**WHAT THE TASK REQUIRES**
For the records that follow, give the number of lines in which the word "Conditions" occurs, with nothing added.

**STUDY MATERIAL**

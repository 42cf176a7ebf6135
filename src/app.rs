use crate::cli::{Cli, Command};
use crate::commands;
use crate::context::AppContext;
use crate::error::AppResult;

pub async fn run(cli: Cli) -> AppResult<()> {
    let Cli {
        profile,
        json,
        verbose: _,
        command,
    } = cli;

    let ctx = AppContext::bootstrap(profile, json).await?;

    match command {
        Command::Auth(args) => commands::auth::run(&ctx, args.command).await,
        Command::Whoami => commands::account::whoami(&ctx),
        Command::Account(args) => commands::account::run(&ctx, args),
        Command::Watch => commands::watch::run(&ctx).await,
    }
}
pub mod user_authentication;

pub use user_authentication::{SessionContext, UserAuthentication, join_account_url};
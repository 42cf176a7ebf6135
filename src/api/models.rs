use std::collections::BTreeMap;

use serde::{Deserialize, Serialize};

const FALLBACK_LANGUAGE: &str = "en";

#[derive(Debug, Clone, PartialEq, Eq, Serialize, Deserialize)]
#[serde(rename_all = "camelCase")]
pub struct User {
    pub username: String,
    pub email: String,
    #[serde(default)]
    pub first_name: Option<String>,
    #[serde(default)]
    pub family_name: Option<String>,
    #[serde(default)]
    pub groups: Vec<String>,
    #[serde(default)]
    pub locale: Option<String>,
}

/// Either one text for every language or a text per language tag.
#[derive(Debug, Clone, PartialEq, Eq, Serialize, Deserialize)]
#[serde(untagged)]
pub enum TermsOfServices {
    Single(String),
    Localized(BTreeMap<String, String>),
}

impl TermsOfServices {
    pub fn resolve(&self, language: Option<&str>) -> Option<&str> {
        match self {
            Self::Single(text) => Some(text),
            Self::Localized(texts) => language
                .and_then(|language| texts.get(language))
                .or_else(|| texts.get(FALLBACK_LANGUAGE))
                .or_else(|| texts.values().next())
                .map(String::as_str),
        }
    }
}

#[derive(Debug, Clone, PartialEq, Eq, Serialize, Deserialize)]
#[serde(rename_all = "camelCase")]
pub struct RealmParams {
    pub url: String,
    pub realm: String,
    #[serde(default)]
    pub client_id: Option<String>,
    #[serde(default)]
    pub terms_of_services: Option<TermsOfServices>,
}

#[derive(Debug, Clone, Default, PartialEq, Eq, Serialize, Deserialize)]
#[serde(rename_all = "camelCase")]
pub struct OidcParams {
    /// Absent when the platform does not authenticate through Keycloak.
    #[serde(default)]
    pub keycloak_params: Option<RealmParams>,
}

#[cfg(test)]
mod tests {
    use super::*;

    fn localized() -> TermsOfServices {
        TermsOfServices::Localized(BTreeMap::from([
            ("de".to_string(), "Nutzungsbedingungen".to_string()),
            ("en".to_string(), "Terms".to_string()),
            ("fr".to_string(), "Conditions".to_string()),
        ]))
    }

    #[test]
    fn picks_requested_language() {
        assert_eq!(localized().resolve(Some("fr")), Some("Conditions"));
    }

    #[test]
    fn falls_back_to_english_then_any() {
        assert_eq!(localized().resolve(Some("it")), Some("Terms"));

        let german_only =
            TermsOfServices::Localized(BTreeMap::from([("de".to_string(), "AGB".to_string())]));
        assert_eq!(german_only.resolve(None), Some("AGB"));
    }

    #[test]
    fn deserializes_both_shapes() {
        let single: TermsOfServices = serde_json::from_str(r#""https://tos""#).expect("single");
        assert_eq!(single, TermsOfServices::Single("https://tos".to_string()));

        let params: OidcParams = serde_json::from_str(
            r#"{"keycloakParams":{"url":"https://auth.example.org","realm":"datalab","termsOfServices":{"en":"tos.md"}}}"#,
        )
        .expect("params");
        let realm = params.keycloak_params.expect("keycloak params");
        assert_eq!(
            realm.terms_of_services.and_then(|tos| tos.resolve(None).map(str::to_string)),
            Some("tos.md".to_string())
        );
    }
}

**ANSWER SECTION**
2